Språkbanken - a language technology resource collection for Norwegian
Språkbanken offers digital language resources for use in research and in the development of language technology. The resources can be downloaded from Språkbanken’s website free of charge. The collection is expanding continuously.
Språkbanken is a service to that part of the ICT-industry which works with the development of language-based ICT-solutions, to researchers within language technology and linguistics, and to public enterprises which develop electronic solutions for public services. Among other things, Språkbanken contains corpora of written and spoken language, i.e. large collections of text and speech in machine-readable format.
Språkbanken is a national infra-structure initiative designed to ensure that language technology solutions based on the Norwegian language will be developed, and thereby prevent domain loss of Norwegian in technology-dependent areas (see the white paper Mål og meining – “Language and Meaning”).
The goal of CLARINO is to realise the Norwegian part of the European CLARIN project. The ultimate goal is to make existing and future language resources readily accessible to researchers and to bring e-science to the humanities.
Examples of such resources are text corpora (large collections of digital text), collections of collected speech, digital dictionaries and databases of various types.
CLARIN is all about conservation, reuse, disclosure and sharing of research data within the humanities. The idea is that researchers at European research institutions simple possible will gain access to research resources in their own and other European countries via a joint search system; the institutions in the CLARIN network will set up services for searching their own resources, and based on the restrictions imposed on the individual resource (copyright, privacy etc.), the individual researcher will be given access to the resource by authenticating themselves via their home institution.
The primary task of The National Library in CLARINO is to act as the national coordinator for the harvesting and exchange of metadata between the Norwegian CLARINO institutions and to make these available to the total of institutions in the CLARIN network. The National Library also functions as a content provider of language resources, to the CLARIN network and others.
In Mål og meining – ein heilskapleg norsk språkpolitikk* (White paper No. 35, 2007-2008), the Government signalled that Språkbanken be established
On assignment from the Ministry of Culture, a working group appointed by the Language Council of Norway prepared a plan for the establishment of Språkbanken in 2008. In 2009, questions of organisation and affiliation were more closely examined, and the National Library was commissioned to realise Språkbanken.
In the abovementioned white paper, the overarching goals of Språkbanken are expressed. Språkbanken shall build up and secure the quality of digital language resources for Norwegian and ensure that these resources are easily accessible for the language technology industry, linguistic research and education, and for public administration. This way, the establishment of Språkbanken is a major language policy measure to ensure the development of language technology solutions based on the Norwegian language.

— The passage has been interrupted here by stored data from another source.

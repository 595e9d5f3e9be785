//! Layered configuration.
//!
//! Sources, lowest precedence first:
//!
//! 1. Built-in defaults ([`Config::default`]).
//! 2. `luxi.toml` in the platform configuration directory, if present.
//! 3. An explicitly requested file (TOML, YAML or JSON by extension), which
//!    must exist.
//! 4. Environment variables prefixed `LUXI_`. Nested keys are separated by a
//!    double underscore, e.g. `LUXI_LOOKUP__DELAY_MS=0`.

pub mod error;

use crate::error::{ErrorKind, Result};
use directories::ProjectDirs;
use exn::ResultExt;
use figment::Figment;
use figment::providers::{Env, Format, Json, Serialized, Toml, Yaml};
use serde::{Deserialize, Serialize};
use std::path::{Path, PathBuf};
use std::time::Duration;
use tracing::debug;

pub const ENV_PREFIX: &str = "LUXI_";
pub const CONFIG_FILE_NAME: &str = "luxi.toml";
pub const DEFAULT_THUMBNAIL_WIDTH: u32 = 480;

#[derive(Debug, Clone, PartialEq, Eq, Serialize, Deserialize)]
#[serde(default)]
pub struct Config {
    pub host: String,
    pub port: u16,
    /// SQLite catalog file.
    pub database_path: PathBuf,
    /// Root of generated assets: `previews/` and `series/` live beneath it.
    pub assets_path: PathBuf,
    pub debug: bool,
    pub lookup: LookupConfig,
    pub thumbnail: ThumbnailConfig,
}

#[derive(Debug, Clone, PartialEq, Eq, Serialize, Deserialize)]
#[serde(default)]
pub struct LookupConfig {
    pub base_url: String,
    /// Skip metadata enrichment altogether.
    pub enabled: bool,
    /// Pause after each enrichment, in milliseconds.
    pub delay_ms: u64,
}

#[derive(Debug, Clone, PartialEq, Eq, Serialize, Deserialize)]
#[serde(default)]
pub struct ThumbnailConfig {
    pub width: u32,
}

impl Default for Config {
    fn default() -> Self {
        Self {
            host: "0.0.0.0".to_string(),
            port: 9024,
            database_path: PathBuf::from("library.db"),
            assets_path: PathBuf::from("./assets"),
            debug: false,
            lookup: LookupConfig::default(),
            thumbnail: ThumbnailConfig::default(),
        }
    }
}
impl Default for LookupConfig {
    fn default() -> Self {
        Self {
            base_url: "https://api.jikan.moe/v4".to_string(),
            enabled: true,
            delay_ms: 1000,
        }
    }
}
impl Default for ThumbnailConfig {
    fn default() -> Self {
        Self { width: DEFAULT_THUMBNAIL_WIDTH }
    }
}

impl LookupConfig {
    pub fn delay(&self) -> Duration {
        Duration::from_millis(self.delay_ms)
    }
}

impl Config {
    /// Load configuration from every layer, with an optional explicit file.
    pub fn load(explicit: Option<&Path>) -> Result<Self> {
        let user_file = Self::user_file();
        Self::from_figment(Self::figment(user_file.as_deref(), explicit)?)
    }

    /// `luxi.toml` in the platform configuration directory.
    pub fn user_file() -> Option<PathBuf> {
        ProjectDirs::from("", "", "luxi").map(|dirs| dirs.config_dir().join(CONFIG_FILE_NAME))
    }

    /// Assemble the layered provider without extracting it.
    pub fn figment(user_file: Option<&Path>, explicit: Option<&Path>) -> Result<Figment> {
        let mut figment = Figment::from(Serialized::defaults(Config::default()));
        if let Some(path) = user_file {
            debug!(path = %path.display(), "merging user configuration file");
            // Missing user files are silently skipped by the provider.
            figment = figment.merge(Toml::file(path));
        }
        if let Some(path) = explicit {
            if !path.is_file() {
                exn::bail!(ErrorKind::MissingFile(path.to_path_buf()));
            }
            debug!(path = %path.display(), "merging explicit configuration file");
            figment = match path.extension().and_then(|e| e.to_str()).map(str::to_ascii_lowercase).as_deref() {
                Some("yaml" | "yml") => figment.merge(Yaml::file(path)),
                Some("json") => figment.merge(Json::file(path)),
                _ => figment.merge(Toml::file(path)),
            };
        }
        Ok(figment.merge(Env::prefixed(ENV_PREFIX).split("__")))
    }

    pub fn from_figment(figment: Figment) -> Result<Self> {
        let config: Config = figment.extract().or_raise(|| ErrorKind::Load)?;
        config.validate()?;
        Ok(config)
    }

    pub fn validate(&self) -> Result<()> {
        if self.thumbnail.width == 0 {
            exn::bail!(ErrorKind::Invalid("thumbnail.width must be greater than zero"));
        }
        if self.port == 0 {
            exn::bail!(ErrorKind::Invalid("port must be non-zero"));
        }
        if self.lookup.enabled && self.lookup.base_url.trim().is_empty() {
            exn::bail!(ErrorKind::Invalid("lookup.base_url is required when lookup is enabled"));
        }
        Ok(())
    }

    /// Where issue thumbnails are written.
    pub fn previews_dir(&self) -> PathBuf {
        self.assets_path.join("previews")
    }

    /// Where downloaded series covers are written.
    pub fn covers_dir(&self) -> PathBuf {
        self.assets_path.join("series")
    }
}

#[cfg(test)]
mod tests {
    use super::*;
    use figment::Jail;
    use rstest::rstest;
    use std::fs;

    #[test]
    fn test_defaults_are_valid() {
        let config = Config::from_figment(Figment::from(Serialized::defaults(Config::default()))).unwrap();
        assert_eq!(config.port, 9024);
        assert_eq!(config.thumbnail.width, 480);
        assert_eq!(config.lookup.delay(), Duration::from_secs(1));
        assert_eq!(config.previews_dir(), PathBuf::from("./assets/previews"));
    }

    #[test]
    fn test_explicit_file_overrides_user_file() {
        let dir = tempfile::tempdir().unwrap();
        let user = dir.path().join("user.toml");
        let explicit = dir.path().join("explicit.toml");
        fs::write(&user, "port = 1000\ndebug = true\n").unwrap();
        fs::write(&explicit, "port = 2000\n[lookup]\nenabled = false\n").unwrap();

        let figment = Config::figment(Some(&user), Some(&explicit)).unwrap();
        let config = Config::from_figment(figment).unwrap();
        assert_eq!(config.port, 2000);
        assert!(config.debug);
        assert!(!config.lookup.enabled);
        assert_eq!(config.lookup.delay_ms, 1000);
    }

    #[test]
    fn test_missing_user_file_is_ignored() {
        let dir = tempfile::tempdir().unwrap();
        let figment = Config::figment(Some(&dir.path().join("absent.toml")), None).unwrap();
        assert!(Config::from_figment(figment).is_ok());
    }

    #[test]
    fn test_missing_explicit_file_is_an_error() {
        let dir = tempfile::tempdir().unwrap();
        let missing = dir.path().join("absent.toml");
        let err = Config::figment(None, Some(&missing)).unwrap_err();
        assert_eq!(*err, ErrorKind::MissingFile(missing));
    }

    #[rstest]
    #[case("[thumbnail]\nwidth = 0\n")]
    #[case("port = 0\n")]
    fn test_invalid_values_rejected(#[case] contents: &str) {
        let dir = tempfile::tempdir().unwrap();
        let path = dir.path().join("luxi.toml");
        fs::write(&path, contents).unwrap();
        let err = Config::from_figment(Config::figment(None, Some(&path)).unwrap()).unwrap_err();
        assert!(matches!(&*err, ErrorKind::Invalid(_)));
    }

    #[test]
    fn test_environment_has_highest_precedence() {
        Jail::expect_with(|jail| {
            jail.create_file("luxi.toml", "port = 2000\n")?;
            jail.set_env("LUXI_PORT", "3000");
            jail.set_env("LUXI_LOOKUP__DELAY_MS", "0");
            let figment = Config::figment(None, Some(Path::new("luxi.toml"))).map_err(|e| e.to_string())?;
            let config = Config::from_figment(figment).map_err(|e| e.to_string())?;
            assert_eq!(config.port, 3000);
            assert_eq!(config.lookup.delay_ms, 0);
            Ok(())
        });
    }
}
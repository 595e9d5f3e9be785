use crate::MetadataLookup;
use crate::error::{ErrorKind, Result};
use async_trait::async_trait;
use exn::ResultExt;
use luxi_extract::models::{RawMetadata, SeriesMetadata};
use serde::Deserialize;
use tracing::{debug, instrument};

const USER_AGENT: &str = concat!("luxi/", env!("CARGO_PKG_VERSION"));

#[derive(Debug, Deserialize)]
struct SearchResponse {
    #[serde(default)]
    data: Vec<serde_json::Value>,
}

/// Client for the Jikan (MyAnimeList) v4 API, or anything shaped like it.
#[derive(Debug, Clone)]
pub struct JikanClient {
    http: reqwest::Client,
    base_url: String,
}

impl JikanClient {
    /// `base_url` is the API root, e.g. `https://api.jikan.moe/v4`.
    pub fn new(base_url: impl Into<String>) -> Result<Self> {
        let http = reqwest::Client::builder()
            .user_agent(USER_AGENT)
            .build()
            .or_raise(|| ErrorKind::Client)?;
        Ok(Self {
            http,
            base_url: base_url.into().trim_end_matches('/').to_string(),
        })
    }

    async fn get(&self, url: &str, query: &[(&str, &str)]) -> Result<reqwest::Response> {
        let response = self
            .http
            .get(url)
            .query(query)
            .send()
            .await
            .map_err(|e| ErrorKind::Request(e.to_string()))?;
        let status = response.status();
        if !status.is_success() {
            exn::bail!(ErrorKind::Status(status.as_u16()));
        }
        Ok(response)
    }
}

#[async_trait]
impl MetadataLookup for JikanClient {
    #[instrument(skip(self))]
    async fn find_series(&self, name: &str) -> Result<Option<RawMetadata>> {
        let url = format!("{}/manga", self.base_url);
        let body: SearchResponse = self
            .get(&url, &[("q", name)])
            .await?
            .json()
            .await
            .or_raise(|| ErrorKind::InvalidResponse)?;
        debug!(results = body.data.len(), "metadata search complete");
        Ok(best_match(&body.data, name).map(RawMetadata::from_value))
    }

    #[instrument(skip(self))]
    async fn fetch_image(&self, url: &str) -> Result<Vec<u8>> {
        let bytes = self
            .get(url, &[])
            .await?
            .bytes()
            .await
            .map_err(|e| ErrorKind::Request(e.to_string()))?;
        Ok(bytes.to_vec())
    }
}

/// Pick the result whose primary title equals `name` (ignoring case), or
/// else the first result.
pub fn best_match<'a>(results: &'a [serde_json::Value], name: &str) -> Option<&'a serde_json::Value> {
    results
        .iter()
        .find(|result| {
            SeriesMetadata::deserialize(*result)
                .map(|view| view.is_exact_match(name))
                .unwrap_or(false)
        })
        .or_else(|| results.first())
}
//! Configuration Error Types

use derive_more::{Display, Error};
use std::path::PathBuf;

/// A configuration error with automatic location tracking.
pub type Error = exn::Exn<ErrorKind>;
/// Result type alias for configuration operations.
pub type Result<T> = std::result::Result<T, Error>;

#[derive(Debug, Display, Error, Clone, PartialEq, Eq)]
pub enum ErrorKind {
    /// A source could not be read or parsed, or a value had the wrong type.
    #[display("could not load configuration")]
    Load,
    #[display("configuration file not found: {}", _0.display())]
    MissingFile(#[error(not(source))] PathBuf),
    #[display("invalid configuration: {_0}")]
    Invalid(#[error(not(source))] &'static str),
}

impl ErrorKind {
    /// Returns `true` if retrying might succeed.
    pub fn is_retryable(&self) -> bool {
        false
    }
}
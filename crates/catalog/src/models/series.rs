use crate::error::Error;
use crate::models::{timestamp, unsigned};
use luxi_extract::models::RawMetadata;
use std::path::PathBuf;
use time::UtcDateTime;

/// A catalogued title, backed by one directory directly under a library root.
#[derive(Debug, Clone, PartialEq, Eq)]
pub struct Series {
    pub id: i64,
    pub library_id: i64,
    pub title: String,
    /// Unique absolute path; the deduplication key across rescans.
    pub path: PathBuf,
    /// Downloaded cover, relative to the assets root.
    pub cover_path: Option<PathBuf>,
    pub metadata: Option<RawMetadata>,
    pub created_at: UtcDateTime,
}

/// A series plus how many issues it holds, for library listings.
#[derive(Debug, Clone, PartialEq, Eq)]
pub struct SeriesSummary {
    pub series: Series,
    pub issue_count: u64,
}

#[derive(sqlx::FromRow)]
pub(crate) struct SeriesRow {
    id: i64,
    library_id: i64,
    title: String,
    path: String,
    cover_path: Option<String>,
    metadata: Option<String>,
    created_at: i64,
}
impl TryFrom<SeriesRow> for Series {
    type Error = Error;
    fn try_from(row: SeriesRow) -> Result<Self, Self::Error> {
        Ok(Self {
            id: row.id,
            library_id: row.library_id,
            title: row.title,
            path: PathBuf::from(row.path),
            cover_path: row.cover_path.map(PathBuf::from),
            metadata: row.metadata.map(RawMetadata::from),
            created_at: timestamp(row.created_at)?,
        })
    }
}

#[derive(sqlx::FromRow)]
pub(crate) struct SeriesSummaryRow {
    #[sqlx(flatten)]
    series: SeriesRow,
    issue_count: i64,
}
impl TryFrom<SeriesSummaryRow> for SeriesSummary {
    type Error = Error;
    fn try_from(row: SeriesSummaryRow) -> Result<Self, Self::Error> {
        Ok(Self {
            series: row.series.try_into()?,
            issue_count: unsigned(row.issue_count, "issue count")?,
        })
    }
}
mod consts;
pub mod error;
pub mod models;
mod title;

pub use crate::title::{Numbering, parse, strip_annotations};
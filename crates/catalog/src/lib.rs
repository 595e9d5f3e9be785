//! SQLite catalog for comic libraries.
//!
//! The catalog records what a scan has found so far: libraries (a root
//! directory), the series directly beneath each root, and the issues
//! (archives or image folders) inside each series. The filesystem is the
//! source of truth; every row is keyed by its absolute path, so rescanning
//! an unchanged library finds every row again instead of duplicating it.
//!
//! Alongside the catalog proper lives a small key/value `config` table,
//! used for the persisted scan flag.

mod db;
pub mod error;
mod models;
mod repo;

pub use crate::db::Database;
pub use crate::models::{Issue, IssueFormat, Library, NewIssue, ScanState, Series, SeriesSummary};
pub use crate::repo::{Counts, Repository};
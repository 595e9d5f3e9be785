//! Series metadata from a Jikan-compatible REST API.
//!
//! [`MetadataLookup`] is what the scanner talks to; [`JikanClient`] is the
//! only real implementation.

mod client;
pub mod error;

pub use crate::client::{JikanClient, best_match};
use crate::error::Result;
use async_trait::async_trait;
use luxi_extract::models::RawMetadata;

/// A source of series metadata and cover images.
#[async_trait]
pub trait MetadataLookup: Send + Sync {
    /// Search for a series by plain name, returning the best match if any.
    async fn find_series(&self, name: &str) -> Result<Option<RawMetadata>>;

    /// Download an image (a cover) in full.
    async fn fetch_image(&self, url: &str) -> Result<Vec<u8>>;
}
//! Storage models.

use std::path::{Path, PathBuf};
use time::OffsetDateTime;

/// A leaf entry found while walking a backend.
#[derive(Debug, Clone, PartialEq, Eq)]
pub struct FileInfo {
    /// Relative path from storage root
    pub path: PathBuf,
    /// Lower-cased extension without the leading dot, if there is one
    pub extension: Option<String>,
    /// File size in bytes
    pub size: u64,
    /// Last modified timestamp
    pub modified: OffsetDateTime,
}
impl FileInfo {
    pub fn new(path: impl Into<PathBuf>, size: u64, modified: OffsetDateTime) -> Self {
        let path = path.into();
        let extension = extension_of(&path);
        Self {
            path,
            extension,
            size,
            modified,
        }
    }
}

fn extension_of(path: &Path) -> Option<String> {
    path.extension()
        .and_then(|ext| ext.to_str())
        .map(str::to_lowercase)
}
use crate::Context;
use crate::error::{ErrorKind, Result};
use crate::scan::classify::{Classification, Classifier, SkipReason};
use crate::scan::sync::{Synced, Synchronizer};
use async_stream::stream;
use exn::ResultExt;
use futures::{Stream, StreamExt};
use luxi_catalog::Library;
use luxi_storage::{LocalBackend, StorageBackend};
use std::path::PathBuf;
use tracing::trace;

/// Progress events emitted by [`scan`] as it walks a library.
///
/// Events follow a strict ordering:
/// 1. [`Started`](Self::Started) exactly once.
/// 2. [`Skipped`](Self::Skipped) and [`Synced`](Self::Synced), once per
///    walked file, in walk order.
/// 3. [`Complete`](Self::Complete) exactly once.
///
/// Per-file failures (an unreadable directory, a corrupt archive, a failed
/// thumbnail) are yielded as `Err` items between those events and never
/// end the stream. Only an unusable library root does, in which case
/// [`Complete`](Self::Complete) is never emitted.
#[derive(Debug)]
pub enum ScanEvent {
    Started { library: i64 },
    Skipped { path: PathBuf, reason: SkipReason },
    Synced(Box<Synced>),
    Complete,
}

/// Walk `library` and bring the catalog up to date with it, one file at a
/// time in walk order.
pub fn scan<'a>(ctx: &'a Context, library: &'a Library) -> impl Stream<Item = Result<ScanEvent>> + Send + 'a {
    // `rustfmt` does not format macros that use braces. Wrap in parentheses!
    stream!({
        yield Ok(ScanEvent::Started { library: library.id });

        let backend = match LocalBackend::existing(&library.path).or_raise(|| ErrorKind::NotFound) {
            Ok(backend) => backend,
            Err(e) => {
                yield Err(e);
                return;
            },
        };
        let synchronizer = Synchronizer::new(ctx, library, &backend);
        let mut classifier = Classifier::new();
        let mut files = backend.list_stream();

        while let Some(entry) = files.next().await {
            let file = match entry.or_raise(|| ErrorKind::Storage) {
                Ok(file) => file,
                Err(e) => {
                    yield Err(e);
                    continue;
                },
            };
            match classifier.classify(&file) {
                Classification::Skip(reason) => {
                    trace!(path = %file.path.display(), %reason, "skipping");
                    yield Ok(ScanEvent::Skipped { path: file.path, reason });
                },
                item => match synchronizer.sync(&item).await {
                    Ok((synced, failure)) => {
                        yield Ok(ScanEvent::Synced(Box::new(synced)));
                        if let Some(e) = failure {
                            yield Err(e);
                        }
                    },
                    Err(e) => yield Err(e),
                },
            }
        }

        yield Ok(ScanEvent::Complete);
    })
}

Språkbanken is a high priority action to strengthen the use of Norwegian in an area that is typically dominated by the major world languages.
The need for establishing a publically available language resource collection was pointed out already in the 1990s. Preparatory reports have been presented earlier. One document available in English is the following report from 2002:
Consolidating and increasing the availability of Norwegian human language technology resources (pdf) – The Language Council of Norway
The white paper is available (in Norwegian only) at the Government’s website:
To ensure that Språkbanken maintains a continuous contact and dialogue with stakeholders in the market and the research communities, the National Library has appointed an advisory council of professionals.
The Council is an areana which attends to the exchange of information between relevant institutions and stakeholders in the language technology market. The council will thus contribute to identifying user needs, help Språkbanken to prioritise between these needs, and it has a strategic and professional guiding function in the question of further development and expansion of Språkbanken. The Council shall also ensure that Språkbanken is developed in line with prevailing language policy guidelines.
The council consists of representatives from the Universities of Bergen, Oslo and Tromsø, the Norwegian University of Science and Technology (Trondheim), the Research Council of Norway, The Norwegian School of Economics (NHH), Telenor, IBM Norway, Companybook, the Language Council of Norway and a representative from the National Library. As of August 2012, its members are:
- Companybook: Fredrik Jørgensen
- The Language Council of Norway: Nina Teigland
- The National Library: Jon Arild Olsen
- IBM Norway: Roar Fundingsrud
- The Norwegian School of Economics (NHH): Marita Kristiansen
- Norwegian University of Science and Technology: Torbjørn Svendsen
- The Research Council of Norway: Siri Lader Bruhn
- Telenor: Knut Kvale
- The University of Bergen: Victoria Rosén
- The University of Oslo: Janne Bondi Johannessen
- The University of Tromsø: Trond Trosterud
The Council meets at least once a year.